WORK TO BE COMPLETED: Only the lines from the opening of the material through the one containing "pub(crate) struct Effects" should be reproduced, each exactly as it stands.

TASK INPUTS:
--- START ---
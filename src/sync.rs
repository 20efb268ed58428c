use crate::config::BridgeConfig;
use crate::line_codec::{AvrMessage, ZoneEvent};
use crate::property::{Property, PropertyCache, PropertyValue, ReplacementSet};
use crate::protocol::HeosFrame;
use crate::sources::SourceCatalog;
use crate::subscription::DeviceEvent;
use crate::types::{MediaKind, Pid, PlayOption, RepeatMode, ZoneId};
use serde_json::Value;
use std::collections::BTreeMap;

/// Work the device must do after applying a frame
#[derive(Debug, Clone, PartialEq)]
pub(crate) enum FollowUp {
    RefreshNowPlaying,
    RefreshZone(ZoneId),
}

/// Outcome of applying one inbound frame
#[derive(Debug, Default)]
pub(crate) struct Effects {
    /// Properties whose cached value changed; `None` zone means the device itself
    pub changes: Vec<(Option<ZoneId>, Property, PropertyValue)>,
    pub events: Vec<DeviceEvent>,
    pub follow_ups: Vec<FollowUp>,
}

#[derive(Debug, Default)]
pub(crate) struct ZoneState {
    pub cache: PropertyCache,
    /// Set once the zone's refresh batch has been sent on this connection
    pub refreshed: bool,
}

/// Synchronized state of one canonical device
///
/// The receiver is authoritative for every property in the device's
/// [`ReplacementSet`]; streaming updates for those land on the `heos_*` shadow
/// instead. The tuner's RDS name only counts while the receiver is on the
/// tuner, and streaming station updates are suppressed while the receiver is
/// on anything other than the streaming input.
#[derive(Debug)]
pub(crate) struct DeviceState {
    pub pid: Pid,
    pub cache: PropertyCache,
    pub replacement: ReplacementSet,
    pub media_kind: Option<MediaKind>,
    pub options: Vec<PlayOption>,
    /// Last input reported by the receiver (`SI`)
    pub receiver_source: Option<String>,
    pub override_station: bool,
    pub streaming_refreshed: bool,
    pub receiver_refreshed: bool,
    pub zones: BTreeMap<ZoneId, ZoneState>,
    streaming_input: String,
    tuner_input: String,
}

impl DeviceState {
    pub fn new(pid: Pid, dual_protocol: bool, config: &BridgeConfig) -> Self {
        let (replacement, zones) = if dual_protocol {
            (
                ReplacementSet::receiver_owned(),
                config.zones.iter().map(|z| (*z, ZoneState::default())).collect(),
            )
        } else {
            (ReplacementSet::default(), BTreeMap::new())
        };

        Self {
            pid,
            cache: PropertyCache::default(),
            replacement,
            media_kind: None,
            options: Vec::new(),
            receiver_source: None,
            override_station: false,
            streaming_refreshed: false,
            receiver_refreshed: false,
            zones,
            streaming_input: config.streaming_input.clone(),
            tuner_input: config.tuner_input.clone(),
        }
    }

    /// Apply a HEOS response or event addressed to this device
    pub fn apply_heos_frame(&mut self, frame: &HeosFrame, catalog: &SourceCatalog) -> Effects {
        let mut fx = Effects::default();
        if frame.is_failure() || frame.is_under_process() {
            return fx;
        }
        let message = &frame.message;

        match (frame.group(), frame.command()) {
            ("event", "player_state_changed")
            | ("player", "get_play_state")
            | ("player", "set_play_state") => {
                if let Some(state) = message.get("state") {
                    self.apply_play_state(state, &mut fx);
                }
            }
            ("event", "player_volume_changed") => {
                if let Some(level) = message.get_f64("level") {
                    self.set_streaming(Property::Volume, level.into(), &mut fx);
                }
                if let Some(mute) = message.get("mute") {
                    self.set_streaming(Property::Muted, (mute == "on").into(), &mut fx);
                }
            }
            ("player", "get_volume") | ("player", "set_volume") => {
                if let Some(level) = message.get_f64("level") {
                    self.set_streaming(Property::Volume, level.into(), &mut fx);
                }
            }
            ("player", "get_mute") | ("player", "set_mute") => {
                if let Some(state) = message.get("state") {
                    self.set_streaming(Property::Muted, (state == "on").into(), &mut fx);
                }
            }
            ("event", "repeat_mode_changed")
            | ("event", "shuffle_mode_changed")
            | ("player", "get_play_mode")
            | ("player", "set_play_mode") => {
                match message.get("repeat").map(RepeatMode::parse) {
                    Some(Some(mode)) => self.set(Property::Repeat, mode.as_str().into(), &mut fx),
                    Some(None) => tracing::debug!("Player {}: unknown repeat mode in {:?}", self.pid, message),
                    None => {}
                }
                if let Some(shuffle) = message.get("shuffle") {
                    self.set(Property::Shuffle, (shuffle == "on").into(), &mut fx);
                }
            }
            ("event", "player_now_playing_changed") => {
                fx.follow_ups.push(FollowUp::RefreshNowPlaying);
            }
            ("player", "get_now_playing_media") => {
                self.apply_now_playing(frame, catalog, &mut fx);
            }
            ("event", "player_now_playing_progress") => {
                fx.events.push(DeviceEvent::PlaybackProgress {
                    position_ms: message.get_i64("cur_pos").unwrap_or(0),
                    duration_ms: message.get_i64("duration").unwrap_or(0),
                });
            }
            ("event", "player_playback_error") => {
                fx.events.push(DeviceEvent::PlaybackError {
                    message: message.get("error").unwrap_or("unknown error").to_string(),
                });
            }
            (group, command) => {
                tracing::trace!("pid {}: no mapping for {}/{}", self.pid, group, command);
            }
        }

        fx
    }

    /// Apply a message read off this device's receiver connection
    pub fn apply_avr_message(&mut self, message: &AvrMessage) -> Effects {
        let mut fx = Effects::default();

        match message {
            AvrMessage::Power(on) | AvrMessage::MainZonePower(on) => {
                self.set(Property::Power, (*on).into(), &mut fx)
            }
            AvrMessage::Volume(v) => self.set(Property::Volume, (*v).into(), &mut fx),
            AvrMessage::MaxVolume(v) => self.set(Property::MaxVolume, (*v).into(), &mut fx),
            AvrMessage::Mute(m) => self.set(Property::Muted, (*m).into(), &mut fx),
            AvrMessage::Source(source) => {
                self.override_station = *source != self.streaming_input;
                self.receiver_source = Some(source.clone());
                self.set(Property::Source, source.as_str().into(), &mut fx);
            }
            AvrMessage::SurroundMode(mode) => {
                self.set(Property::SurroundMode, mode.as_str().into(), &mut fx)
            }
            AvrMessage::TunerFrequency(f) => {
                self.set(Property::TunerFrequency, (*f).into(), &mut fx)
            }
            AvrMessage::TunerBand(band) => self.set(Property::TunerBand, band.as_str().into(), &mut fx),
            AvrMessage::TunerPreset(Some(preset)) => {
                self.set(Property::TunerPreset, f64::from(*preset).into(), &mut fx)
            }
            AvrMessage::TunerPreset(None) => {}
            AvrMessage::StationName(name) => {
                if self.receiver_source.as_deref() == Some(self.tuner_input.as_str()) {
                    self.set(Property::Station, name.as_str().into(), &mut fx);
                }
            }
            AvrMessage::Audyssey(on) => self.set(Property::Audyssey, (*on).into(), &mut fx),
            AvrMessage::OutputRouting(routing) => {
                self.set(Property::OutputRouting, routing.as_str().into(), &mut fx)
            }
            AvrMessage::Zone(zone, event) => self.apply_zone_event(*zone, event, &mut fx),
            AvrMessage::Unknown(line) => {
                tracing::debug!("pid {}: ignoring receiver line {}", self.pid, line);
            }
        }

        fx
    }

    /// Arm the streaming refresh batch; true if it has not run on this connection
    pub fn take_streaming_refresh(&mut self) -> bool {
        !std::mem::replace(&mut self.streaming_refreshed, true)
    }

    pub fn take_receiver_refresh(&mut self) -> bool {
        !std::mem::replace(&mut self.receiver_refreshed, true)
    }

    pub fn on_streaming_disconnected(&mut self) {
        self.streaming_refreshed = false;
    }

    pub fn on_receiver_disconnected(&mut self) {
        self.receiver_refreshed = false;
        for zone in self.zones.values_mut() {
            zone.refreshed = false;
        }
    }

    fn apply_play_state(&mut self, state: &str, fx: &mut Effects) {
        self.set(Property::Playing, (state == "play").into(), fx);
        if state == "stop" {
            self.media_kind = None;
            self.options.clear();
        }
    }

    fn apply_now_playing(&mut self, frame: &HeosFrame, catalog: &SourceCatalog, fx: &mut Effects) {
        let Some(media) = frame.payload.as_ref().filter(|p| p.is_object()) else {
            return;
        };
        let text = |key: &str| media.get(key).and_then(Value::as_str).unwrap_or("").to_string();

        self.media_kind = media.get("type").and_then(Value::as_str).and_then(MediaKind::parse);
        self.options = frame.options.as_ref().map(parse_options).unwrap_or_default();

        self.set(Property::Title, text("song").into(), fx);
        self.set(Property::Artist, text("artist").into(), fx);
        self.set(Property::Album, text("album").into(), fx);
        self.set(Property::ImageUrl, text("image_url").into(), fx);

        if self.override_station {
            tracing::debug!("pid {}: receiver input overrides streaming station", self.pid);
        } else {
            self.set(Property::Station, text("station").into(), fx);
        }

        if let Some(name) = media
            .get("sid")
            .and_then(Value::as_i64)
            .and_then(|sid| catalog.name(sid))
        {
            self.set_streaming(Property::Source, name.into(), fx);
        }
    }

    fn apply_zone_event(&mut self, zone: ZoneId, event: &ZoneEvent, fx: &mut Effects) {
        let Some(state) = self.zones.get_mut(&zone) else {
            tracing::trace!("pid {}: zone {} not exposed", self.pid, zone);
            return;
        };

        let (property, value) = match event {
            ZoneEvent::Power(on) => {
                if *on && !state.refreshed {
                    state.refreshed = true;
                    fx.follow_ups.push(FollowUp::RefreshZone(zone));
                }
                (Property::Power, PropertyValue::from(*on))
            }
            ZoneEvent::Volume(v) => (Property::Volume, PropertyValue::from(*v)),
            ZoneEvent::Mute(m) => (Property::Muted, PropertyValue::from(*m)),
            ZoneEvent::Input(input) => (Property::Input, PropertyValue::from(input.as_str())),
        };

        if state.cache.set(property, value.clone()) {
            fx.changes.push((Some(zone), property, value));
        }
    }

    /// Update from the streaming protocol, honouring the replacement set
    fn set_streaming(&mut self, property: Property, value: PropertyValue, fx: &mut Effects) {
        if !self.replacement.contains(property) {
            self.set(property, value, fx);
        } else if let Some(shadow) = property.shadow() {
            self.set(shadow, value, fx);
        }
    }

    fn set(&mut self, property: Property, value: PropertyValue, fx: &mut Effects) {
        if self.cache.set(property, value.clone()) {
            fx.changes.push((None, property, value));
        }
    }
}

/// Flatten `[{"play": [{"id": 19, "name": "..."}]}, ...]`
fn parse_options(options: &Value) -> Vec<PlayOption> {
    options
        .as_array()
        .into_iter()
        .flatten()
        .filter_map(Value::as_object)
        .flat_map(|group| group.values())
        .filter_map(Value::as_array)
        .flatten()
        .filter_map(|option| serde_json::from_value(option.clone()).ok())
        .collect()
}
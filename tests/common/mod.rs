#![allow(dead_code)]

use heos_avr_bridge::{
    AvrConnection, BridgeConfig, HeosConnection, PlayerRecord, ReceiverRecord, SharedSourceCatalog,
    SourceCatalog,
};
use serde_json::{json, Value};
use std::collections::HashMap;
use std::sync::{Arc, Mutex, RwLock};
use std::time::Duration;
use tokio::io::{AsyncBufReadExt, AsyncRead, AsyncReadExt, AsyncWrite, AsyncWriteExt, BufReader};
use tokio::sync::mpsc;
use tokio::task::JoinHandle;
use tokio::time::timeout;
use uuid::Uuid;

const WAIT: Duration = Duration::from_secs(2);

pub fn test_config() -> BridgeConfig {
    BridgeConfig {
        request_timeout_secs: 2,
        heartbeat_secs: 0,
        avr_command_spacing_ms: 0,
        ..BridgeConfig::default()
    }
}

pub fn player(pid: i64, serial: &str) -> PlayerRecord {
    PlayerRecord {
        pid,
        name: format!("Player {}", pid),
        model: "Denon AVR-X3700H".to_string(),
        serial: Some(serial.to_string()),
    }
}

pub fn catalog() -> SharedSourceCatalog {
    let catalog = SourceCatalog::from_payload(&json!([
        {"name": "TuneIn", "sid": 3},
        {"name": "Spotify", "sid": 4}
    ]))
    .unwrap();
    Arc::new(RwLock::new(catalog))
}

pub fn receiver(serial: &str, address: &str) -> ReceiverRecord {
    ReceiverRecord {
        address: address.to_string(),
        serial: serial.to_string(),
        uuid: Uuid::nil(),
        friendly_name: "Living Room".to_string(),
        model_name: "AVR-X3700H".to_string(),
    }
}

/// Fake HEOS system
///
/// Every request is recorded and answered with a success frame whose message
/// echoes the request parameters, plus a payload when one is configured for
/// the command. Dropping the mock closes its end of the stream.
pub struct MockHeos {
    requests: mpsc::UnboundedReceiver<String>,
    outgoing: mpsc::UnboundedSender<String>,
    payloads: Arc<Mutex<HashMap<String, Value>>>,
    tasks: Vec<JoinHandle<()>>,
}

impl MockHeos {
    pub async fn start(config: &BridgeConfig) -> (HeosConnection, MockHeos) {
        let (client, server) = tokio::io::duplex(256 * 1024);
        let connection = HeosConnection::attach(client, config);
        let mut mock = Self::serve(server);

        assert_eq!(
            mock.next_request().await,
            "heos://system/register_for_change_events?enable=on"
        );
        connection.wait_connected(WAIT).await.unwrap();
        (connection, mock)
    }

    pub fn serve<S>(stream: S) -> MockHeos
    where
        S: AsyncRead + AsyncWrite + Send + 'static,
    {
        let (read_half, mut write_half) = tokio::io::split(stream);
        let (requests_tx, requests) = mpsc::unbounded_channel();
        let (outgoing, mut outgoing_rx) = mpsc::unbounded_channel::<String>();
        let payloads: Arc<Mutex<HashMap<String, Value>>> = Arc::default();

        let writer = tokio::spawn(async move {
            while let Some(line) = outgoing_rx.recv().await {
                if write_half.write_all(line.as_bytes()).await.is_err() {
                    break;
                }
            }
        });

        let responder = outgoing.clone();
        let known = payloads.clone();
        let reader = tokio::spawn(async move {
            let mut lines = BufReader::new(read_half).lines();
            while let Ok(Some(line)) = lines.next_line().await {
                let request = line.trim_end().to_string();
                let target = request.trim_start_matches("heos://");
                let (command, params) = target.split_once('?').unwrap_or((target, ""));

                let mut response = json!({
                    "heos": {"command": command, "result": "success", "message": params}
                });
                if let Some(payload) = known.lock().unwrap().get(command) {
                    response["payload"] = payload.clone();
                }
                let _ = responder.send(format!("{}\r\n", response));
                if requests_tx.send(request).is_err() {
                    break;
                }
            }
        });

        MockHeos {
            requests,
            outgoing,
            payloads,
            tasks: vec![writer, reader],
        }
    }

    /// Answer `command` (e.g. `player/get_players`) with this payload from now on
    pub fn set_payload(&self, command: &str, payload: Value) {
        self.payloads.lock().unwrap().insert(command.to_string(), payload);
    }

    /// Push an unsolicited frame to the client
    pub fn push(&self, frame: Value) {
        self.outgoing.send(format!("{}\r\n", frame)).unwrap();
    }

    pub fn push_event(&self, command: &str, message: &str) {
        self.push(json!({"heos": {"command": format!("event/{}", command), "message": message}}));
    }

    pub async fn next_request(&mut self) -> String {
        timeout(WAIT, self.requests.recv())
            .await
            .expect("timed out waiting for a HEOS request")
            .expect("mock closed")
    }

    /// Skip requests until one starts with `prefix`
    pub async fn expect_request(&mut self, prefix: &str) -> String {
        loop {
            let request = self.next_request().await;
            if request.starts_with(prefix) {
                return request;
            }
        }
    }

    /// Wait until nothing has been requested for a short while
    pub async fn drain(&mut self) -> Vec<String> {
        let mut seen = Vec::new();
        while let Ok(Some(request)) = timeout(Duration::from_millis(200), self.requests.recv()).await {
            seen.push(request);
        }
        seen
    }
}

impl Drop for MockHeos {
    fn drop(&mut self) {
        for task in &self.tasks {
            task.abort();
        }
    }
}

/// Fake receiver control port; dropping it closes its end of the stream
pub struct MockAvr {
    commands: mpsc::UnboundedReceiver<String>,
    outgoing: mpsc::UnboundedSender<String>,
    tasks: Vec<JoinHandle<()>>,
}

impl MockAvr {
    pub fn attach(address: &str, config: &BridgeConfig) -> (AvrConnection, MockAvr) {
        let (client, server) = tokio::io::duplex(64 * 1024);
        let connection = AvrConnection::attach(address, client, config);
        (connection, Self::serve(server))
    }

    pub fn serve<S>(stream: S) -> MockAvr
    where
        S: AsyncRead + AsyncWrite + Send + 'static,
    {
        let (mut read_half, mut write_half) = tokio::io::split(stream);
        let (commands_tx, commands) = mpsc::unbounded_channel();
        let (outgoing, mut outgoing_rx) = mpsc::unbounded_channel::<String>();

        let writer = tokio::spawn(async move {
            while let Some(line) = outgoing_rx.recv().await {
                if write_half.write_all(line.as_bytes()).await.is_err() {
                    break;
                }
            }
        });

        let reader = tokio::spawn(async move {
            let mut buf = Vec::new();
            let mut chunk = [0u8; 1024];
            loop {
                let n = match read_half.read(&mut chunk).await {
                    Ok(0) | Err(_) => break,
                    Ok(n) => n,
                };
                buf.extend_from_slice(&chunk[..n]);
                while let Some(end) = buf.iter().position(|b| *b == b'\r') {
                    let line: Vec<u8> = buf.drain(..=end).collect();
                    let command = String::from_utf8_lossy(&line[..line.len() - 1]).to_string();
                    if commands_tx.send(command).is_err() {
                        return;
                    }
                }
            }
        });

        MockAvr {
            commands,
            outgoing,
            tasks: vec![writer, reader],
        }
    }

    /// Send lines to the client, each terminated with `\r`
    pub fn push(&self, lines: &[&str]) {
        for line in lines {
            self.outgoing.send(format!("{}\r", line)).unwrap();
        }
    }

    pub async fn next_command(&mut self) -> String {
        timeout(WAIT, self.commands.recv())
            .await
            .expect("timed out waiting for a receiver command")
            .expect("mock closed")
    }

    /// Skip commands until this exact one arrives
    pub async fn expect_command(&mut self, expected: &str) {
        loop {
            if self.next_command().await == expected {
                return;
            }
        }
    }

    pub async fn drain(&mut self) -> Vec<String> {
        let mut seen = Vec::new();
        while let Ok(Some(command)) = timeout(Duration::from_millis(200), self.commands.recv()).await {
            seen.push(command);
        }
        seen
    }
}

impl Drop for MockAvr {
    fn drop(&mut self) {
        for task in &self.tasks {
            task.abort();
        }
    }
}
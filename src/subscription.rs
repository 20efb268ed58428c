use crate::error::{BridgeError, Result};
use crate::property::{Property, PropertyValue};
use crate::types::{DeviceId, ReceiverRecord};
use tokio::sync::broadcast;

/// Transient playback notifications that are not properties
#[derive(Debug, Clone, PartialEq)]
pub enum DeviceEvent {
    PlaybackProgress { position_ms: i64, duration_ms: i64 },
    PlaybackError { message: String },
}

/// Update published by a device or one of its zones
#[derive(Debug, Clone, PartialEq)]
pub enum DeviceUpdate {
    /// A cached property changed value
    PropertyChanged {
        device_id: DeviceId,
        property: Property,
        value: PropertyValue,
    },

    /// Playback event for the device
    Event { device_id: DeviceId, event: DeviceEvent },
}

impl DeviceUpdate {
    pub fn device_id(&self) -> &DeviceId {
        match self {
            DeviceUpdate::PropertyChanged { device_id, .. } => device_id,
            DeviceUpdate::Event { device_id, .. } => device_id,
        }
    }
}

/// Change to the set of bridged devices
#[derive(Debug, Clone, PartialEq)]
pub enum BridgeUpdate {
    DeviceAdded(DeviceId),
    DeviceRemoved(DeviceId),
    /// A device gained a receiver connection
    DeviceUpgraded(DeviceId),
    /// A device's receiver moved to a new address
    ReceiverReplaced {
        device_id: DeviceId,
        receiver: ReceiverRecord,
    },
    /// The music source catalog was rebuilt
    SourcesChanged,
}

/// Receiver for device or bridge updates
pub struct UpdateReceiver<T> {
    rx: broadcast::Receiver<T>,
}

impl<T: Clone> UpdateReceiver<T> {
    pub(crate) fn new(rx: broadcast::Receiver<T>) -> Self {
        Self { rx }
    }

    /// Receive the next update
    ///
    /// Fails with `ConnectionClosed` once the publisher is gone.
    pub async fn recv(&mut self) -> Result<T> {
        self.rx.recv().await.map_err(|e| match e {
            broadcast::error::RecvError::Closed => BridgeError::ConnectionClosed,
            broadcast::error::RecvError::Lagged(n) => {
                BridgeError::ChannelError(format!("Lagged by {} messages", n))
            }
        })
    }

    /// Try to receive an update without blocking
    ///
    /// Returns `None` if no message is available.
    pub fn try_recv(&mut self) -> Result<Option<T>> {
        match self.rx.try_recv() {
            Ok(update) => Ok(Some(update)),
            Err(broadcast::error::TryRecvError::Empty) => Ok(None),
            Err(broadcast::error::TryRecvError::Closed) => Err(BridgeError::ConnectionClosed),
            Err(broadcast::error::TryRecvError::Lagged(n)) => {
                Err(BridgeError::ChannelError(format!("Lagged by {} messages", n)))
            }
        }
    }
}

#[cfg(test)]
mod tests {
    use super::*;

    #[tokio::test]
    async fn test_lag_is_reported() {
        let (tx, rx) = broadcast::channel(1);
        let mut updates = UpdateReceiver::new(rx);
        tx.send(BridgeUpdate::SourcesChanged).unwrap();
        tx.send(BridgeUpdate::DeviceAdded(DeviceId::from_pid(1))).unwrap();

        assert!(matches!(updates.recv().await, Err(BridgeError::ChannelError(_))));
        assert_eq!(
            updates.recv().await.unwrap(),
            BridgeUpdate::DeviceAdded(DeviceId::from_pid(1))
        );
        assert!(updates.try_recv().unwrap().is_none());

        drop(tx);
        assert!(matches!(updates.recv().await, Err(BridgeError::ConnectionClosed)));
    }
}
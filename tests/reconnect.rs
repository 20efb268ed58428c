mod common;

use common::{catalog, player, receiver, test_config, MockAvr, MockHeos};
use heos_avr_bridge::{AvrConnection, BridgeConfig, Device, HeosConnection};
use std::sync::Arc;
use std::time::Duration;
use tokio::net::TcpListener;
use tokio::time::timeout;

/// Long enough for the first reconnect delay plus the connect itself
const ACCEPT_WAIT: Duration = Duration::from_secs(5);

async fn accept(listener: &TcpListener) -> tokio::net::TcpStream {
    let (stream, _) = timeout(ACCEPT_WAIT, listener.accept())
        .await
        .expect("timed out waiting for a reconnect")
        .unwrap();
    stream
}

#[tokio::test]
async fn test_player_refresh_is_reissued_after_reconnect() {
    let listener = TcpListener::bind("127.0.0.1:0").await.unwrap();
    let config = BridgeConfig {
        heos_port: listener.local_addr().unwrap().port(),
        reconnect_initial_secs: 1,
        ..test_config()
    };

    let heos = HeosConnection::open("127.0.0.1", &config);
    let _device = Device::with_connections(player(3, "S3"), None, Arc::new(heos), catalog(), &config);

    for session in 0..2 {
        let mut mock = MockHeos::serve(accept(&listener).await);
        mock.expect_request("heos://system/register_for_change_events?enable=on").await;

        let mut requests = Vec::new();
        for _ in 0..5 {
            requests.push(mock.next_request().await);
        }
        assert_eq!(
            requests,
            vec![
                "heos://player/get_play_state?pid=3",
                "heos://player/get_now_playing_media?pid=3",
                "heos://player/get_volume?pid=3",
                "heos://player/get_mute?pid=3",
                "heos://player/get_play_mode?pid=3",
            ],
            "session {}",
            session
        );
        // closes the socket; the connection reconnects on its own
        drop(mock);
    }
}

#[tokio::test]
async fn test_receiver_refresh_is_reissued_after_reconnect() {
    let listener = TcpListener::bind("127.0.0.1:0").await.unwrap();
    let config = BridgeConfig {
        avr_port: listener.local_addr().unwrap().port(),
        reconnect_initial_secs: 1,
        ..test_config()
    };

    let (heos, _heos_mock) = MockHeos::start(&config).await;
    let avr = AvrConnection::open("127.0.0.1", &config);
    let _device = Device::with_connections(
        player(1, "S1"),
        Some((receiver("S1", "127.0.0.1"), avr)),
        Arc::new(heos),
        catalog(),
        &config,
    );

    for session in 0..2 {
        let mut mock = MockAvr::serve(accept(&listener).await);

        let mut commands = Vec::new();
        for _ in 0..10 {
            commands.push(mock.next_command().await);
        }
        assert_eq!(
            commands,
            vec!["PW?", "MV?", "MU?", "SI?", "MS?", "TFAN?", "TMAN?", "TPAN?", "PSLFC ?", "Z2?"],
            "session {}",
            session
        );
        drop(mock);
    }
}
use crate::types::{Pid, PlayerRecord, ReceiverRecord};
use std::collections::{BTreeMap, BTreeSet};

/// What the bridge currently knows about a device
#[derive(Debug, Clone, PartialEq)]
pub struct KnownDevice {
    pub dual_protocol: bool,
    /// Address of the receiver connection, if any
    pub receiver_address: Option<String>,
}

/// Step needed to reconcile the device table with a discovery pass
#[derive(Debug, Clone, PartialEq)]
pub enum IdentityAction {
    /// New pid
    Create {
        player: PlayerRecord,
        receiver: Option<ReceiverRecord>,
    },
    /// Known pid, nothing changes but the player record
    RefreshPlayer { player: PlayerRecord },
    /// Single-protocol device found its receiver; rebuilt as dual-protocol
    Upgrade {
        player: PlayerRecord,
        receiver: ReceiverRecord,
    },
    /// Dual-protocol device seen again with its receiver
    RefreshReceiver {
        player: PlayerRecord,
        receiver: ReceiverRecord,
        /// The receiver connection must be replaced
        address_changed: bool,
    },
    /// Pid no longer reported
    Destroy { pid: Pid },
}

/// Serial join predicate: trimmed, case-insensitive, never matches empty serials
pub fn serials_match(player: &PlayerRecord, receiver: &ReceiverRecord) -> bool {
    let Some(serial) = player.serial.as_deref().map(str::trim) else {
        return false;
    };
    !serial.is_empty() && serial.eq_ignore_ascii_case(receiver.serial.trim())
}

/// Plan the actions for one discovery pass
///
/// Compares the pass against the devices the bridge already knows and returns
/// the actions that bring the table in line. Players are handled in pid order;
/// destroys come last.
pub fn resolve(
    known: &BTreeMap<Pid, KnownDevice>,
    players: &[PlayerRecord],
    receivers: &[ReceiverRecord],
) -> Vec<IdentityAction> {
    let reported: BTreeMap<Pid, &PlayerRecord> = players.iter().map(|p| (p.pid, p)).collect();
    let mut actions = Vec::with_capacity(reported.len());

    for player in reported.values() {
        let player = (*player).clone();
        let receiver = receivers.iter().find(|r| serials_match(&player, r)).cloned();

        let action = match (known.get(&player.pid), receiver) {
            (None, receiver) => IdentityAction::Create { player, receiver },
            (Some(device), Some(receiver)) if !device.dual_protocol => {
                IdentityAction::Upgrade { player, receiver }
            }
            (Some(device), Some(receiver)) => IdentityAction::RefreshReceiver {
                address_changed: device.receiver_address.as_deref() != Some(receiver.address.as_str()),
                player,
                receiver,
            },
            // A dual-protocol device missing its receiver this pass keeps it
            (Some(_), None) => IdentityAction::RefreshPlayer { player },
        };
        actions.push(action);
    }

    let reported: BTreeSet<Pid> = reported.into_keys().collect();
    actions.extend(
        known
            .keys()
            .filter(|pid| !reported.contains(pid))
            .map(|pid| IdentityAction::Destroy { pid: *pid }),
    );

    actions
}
--- END ---
OUTPUT FOR THIS EXERCISE:
filename src/sync.rs
repository 20efb268ed58428c
use crate::config::BridgeConfig;
use crate::line_codec::{AvrMessage, ZoneEvent};
use crate::property::{Property, PropertyCache, PropertyValue, ReplacementSet};
use crate::protocol::HeosFrame;
use crate::sources::SourceCatalog;
use crate::subscription::DeviceEvent;
use crate::types::{MediaKind, Pid, PlayOption, RepeatMode, ZoneId};
use serde_json::Value;
use std::collections::BTreeMap;

/// Work the device must do after applying a frame
#[derive(Debug, Clone, PartialEq)]
pub(crate) enum FollowUp {
    RefreshNowPlaying,
    RefreshZone(ZoneId),
}

/// Outcome of applying one inbound frame
#[derive(Debug, Default)]
pub(crate) struct Effects {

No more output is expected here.